“Or you being only the outside box, perhaps,” the specialist responded, with a smile. “Well, what we don’t know would fill rather a good-sized book.”

The suggestion of hypnotism remained in Carroll’s mind, and it was not many days before he had a sufficiently plain but altogether disagreeable confirmation of the specialist’s theory. He was with Alice in the old drawing-room, a place of quaint primness, with fine, staid Copley portraits, and an air of self-respecting propriety utterly at variance with psychical mysteries. He stood gazing out of the window, while Alice moved about the room looking for a book of which they had been speaking, and his eye was caught by a sparkling point of light on the sunlit wall of the house opposite. He made some casual remark in regard to it, and Alice came to look over his shoulder.

“What is it?” she asked.

“It must be a grain of sand in the mortar, I suppose,” he answered. “It is making a tremendous effect for such a little thing.”

She did not answer for an instant. Then she burst into a laugh which to him sounded strange and unpleasant, and clapped her hands.

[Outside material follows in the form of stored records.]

#[function_component(Navigation)]
fn navigation() -> Html {
    let condensed = use_state(|| false);
    let mobile_open = use_state(|| false);
    let active = use_reducer(ActiveSectionTracker::new);

    {
        let condensed = condensed.clone();
        use_scroll_listener(move || condensed.set(nav_is_condensed(scroll_offset())));
    }

    {
        let active = active.dispatcher();
        use_effect_with((), move |_| {
            let callback: ObserverCallback =
                Closure::new(move |entries: Array, _: IntersectionObserver| {
                    let batch: Vec<SectionObservation> = observer_entries(&entries)
                        .iter()
                        .filter_map(|entry| {
                            let id = entry.target().id();
                            let section = NAV_LINKS.iter().position(|link| link.anchor == id)?;
                            Some(SectionObservation {
                                section,
                                ratio: entry.intersection_ratio(),
                                is_intersecting: entry.is_intersecting(),
                            })
                        })
                        .collect();
                    active.dispatch(batch);
                });

            let observer = intersection_observer(&callback, ACTIVE_SECTION_THRESHOLD, None);
            if let (Some(document), Some(observer)) =
                (window().and_then(|win| win.document()), observer.as_ref())
            {
                for link in NAV_LINKS {
                    if let Some(section) = document.get_element_by_id(link.anchor) {
                        observer.observe(&section);
                    }
                }
            }

            move || {
                if let Some(observer) = observer {
                    observer.disconnect();
                }
                drop(callback);
            }
        });
    }

    let go_to = {
        let mobile_open = mobile_open.clone();
        Callback::from(move |anchor: &'static str| {
            scroll_to_anchor(anchor);
            mobile_open.set(false);
        })
    };

    let toggle_mobile = {
        let mobile_open = mobile_open.clone();
        Callback::from(move |_: MouseEvent| mobile_open.set(!*mobile_open))
    };

    let pill_class = if *condensed {
        "opacity-100 translate-y-0"
    } else {
        "opacity-0 -translate-y-full pointer-events-none"
    };
    let mobile_class = if *mobile_open {
        "opacity-100 visible"
    } else {
        "opacity-0 invisible"
    };
    let header_class = if *condensed {
        "opacity-0 pointer-events-none"
    } else {
        "opacity-100"
    };

    html! {
        <>
            // Floating pill, shown once the page scrolls past the hero top.
            <nav class={format!("fixed top-4 left-1/2 -translate-x-1/2 z-50 transition-all duration-500 {pill_class}")}>
                <div class="glass rounded-full px-2 py-2 flex items-center gap-1 shadow-card">
                    <div class="flex items-center gap-2 px-3 py-2 border-r border-white/10">
                        <span class="font-mono text-sm text-white/80">{"MSK"}</span>
                    </div>

                    <div class="hidden md:flex items-center gap-1">
                        { for NAV_LINKS.iter().enumerate().map(|(index, link)| {
                            let onclick = {
                                let go_to = go_to.clone();
                                let anchor = link.anchor;
                                Callback::from(move |_: MouseEvent| go_to.emit(anchor))
                            };
                            let link_class = if active.is_active(index) {
                                "text-cyber-green bg-cyber-green/10"
                            } else {
                                "text-white/60 hover:text-white hover:bg-white/5"
                            };
                            html! {
                                <button
                                    key={link.name}
                                    {onclick}
                                    class={format!("relative px-4 py-2 text-xs font-mono tracking-wider transition-all duration-300 rounded-full {link_class}")}
                                >
                                    {link.name}
                                </button>
                            }
                        }) }
                    </div>

                    <a
                        href={CV_HREF}
                        download={CV_DOWNLOAD_NAME}
                        class="flex items-center gap-2 px-3 py-2 ml-1 bg-cyber-green/10 hover:bg-cyber-green/20 text-cyber-green rounded-full transition-all duration-300 border border-cyber-green/30 hover:border-cyber-green/50"
                    >
                        <span aria-hidden="true">{"↓"}</span>
                        <span class="text-xs font-mono hidden sm:block">{"CV"}</span>
                    </a>

                    <button
                        onclick={toggle_mobile}
                        class="md:hidden p-2 text-white/60 hover:text-white transition-colors"
                        aria-label="Toggle menu"
                    >
                        <span aria-hidden="true">{ if *mobile_open { "✕" } else { "☰" } }</span>
                    </button>
                </div>
            </nav>

            // Fullscreen mobile menu.
            <div class={format!("fixed inset-0 z-40 bg-cyber-black/98 backdrop-blur-xl transition-all duration-500 md:hidden {mobile_class}")}>
                <div class="flex flex-col items-center justify-center h-full gap-6">
                    { for NAV_LINKS.iter().map(|link| {
                        let onclick = {
                            let go_to = go_to.clone();
                            let anchor = link.anchor;
                            Callback::from(move |_: MouseEvent| go_to.emit(anchor))
                        };
                        html! {
                            <button
                                key={link.name}
                                {onclick}
                                class="text-xl font-heading text-white/80 hover:text-cyber-green transition-colors"
                            >
                                {link.name}
                            </button>
                        }
                    }) }
                    <a
                        href={CV_HREF}
                        download={CV_DOWNLOAD_NAME}
                        class="mt-6 flex items-center gap-2 px-5 py-2.5 bg-cyber-green/10 text-cyber-green rounded-full border border-cyber-green/30"
                    >
                        <span aria-hidden="true">{"↓"}</span>
                        <span class="font-mono text-sm">{"Download CV"}</span>
                    </a>
                </div>
            </div>

            // Static header over the hero, hidden once condensed.
            <div class={format!("fixed top-0 left-0 right-0 z-40 transition-all duration-500 {header_class}")}>
                <div class="max-w-7xl mx-auto px-4 sm:px-6 py-4 sm:py-6 flex items-center justify-between">
                    <span class="font-mono text-xs sm:text-sm text-white/40">{SITE_OWNER}</span>
                    <div class="hidden md:flex items-center gap-6">
                        { for NAV_LINKS.iter().map(|link| {
                            let onclick = {
                                let go_to = go_to.clone();
                                let anchor = link.anchor;
                                Callback::from(move |_: MouseEvent| go_to.emit(anchor))
                            };
                            html! {
                                <button
                                    key={link.name}
                                    {onclick}
                                    class="text-xs font-mono text-white/40 hover:text-cyber-green transition-colors"
                                >
                                    {link.name}
                                </button>
                            }
                        }) }
                    </div>
                    <a
                        href={CV_HREF}
                        download={CV_DOWNLOAD_NAME}
                        class="flex items-center gap-1.5 text-xs font-mono text-cyber-green/60 hover:text-cyber-green transition-colors"
                    >
                        <span aria-hidden="true">{"↓"}</span>
                        <span class="hidden sm:inline">{"CV"}</span>
                    </a>
                </div>
            </div>
        </>
    }
}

“Well, I’ve come,” she said joyously.

He wheeled quickly toward her. Her face seemed to have undergone a change, slight yet extraordinary. She was laughing with a glee that was not without a suspicion of malice, and she met his look with a boldness so different from the usual regard of Alice as to seem almost brazen. He could see that his evident bewilderment amused her greatly. A mischievous twinkle lighted her glance.

“Oh, of course you think I’m she; but I’m not. I’m a good deal nicer. She’s a tiresome old thing, anyway. You’d like me a great deal better.”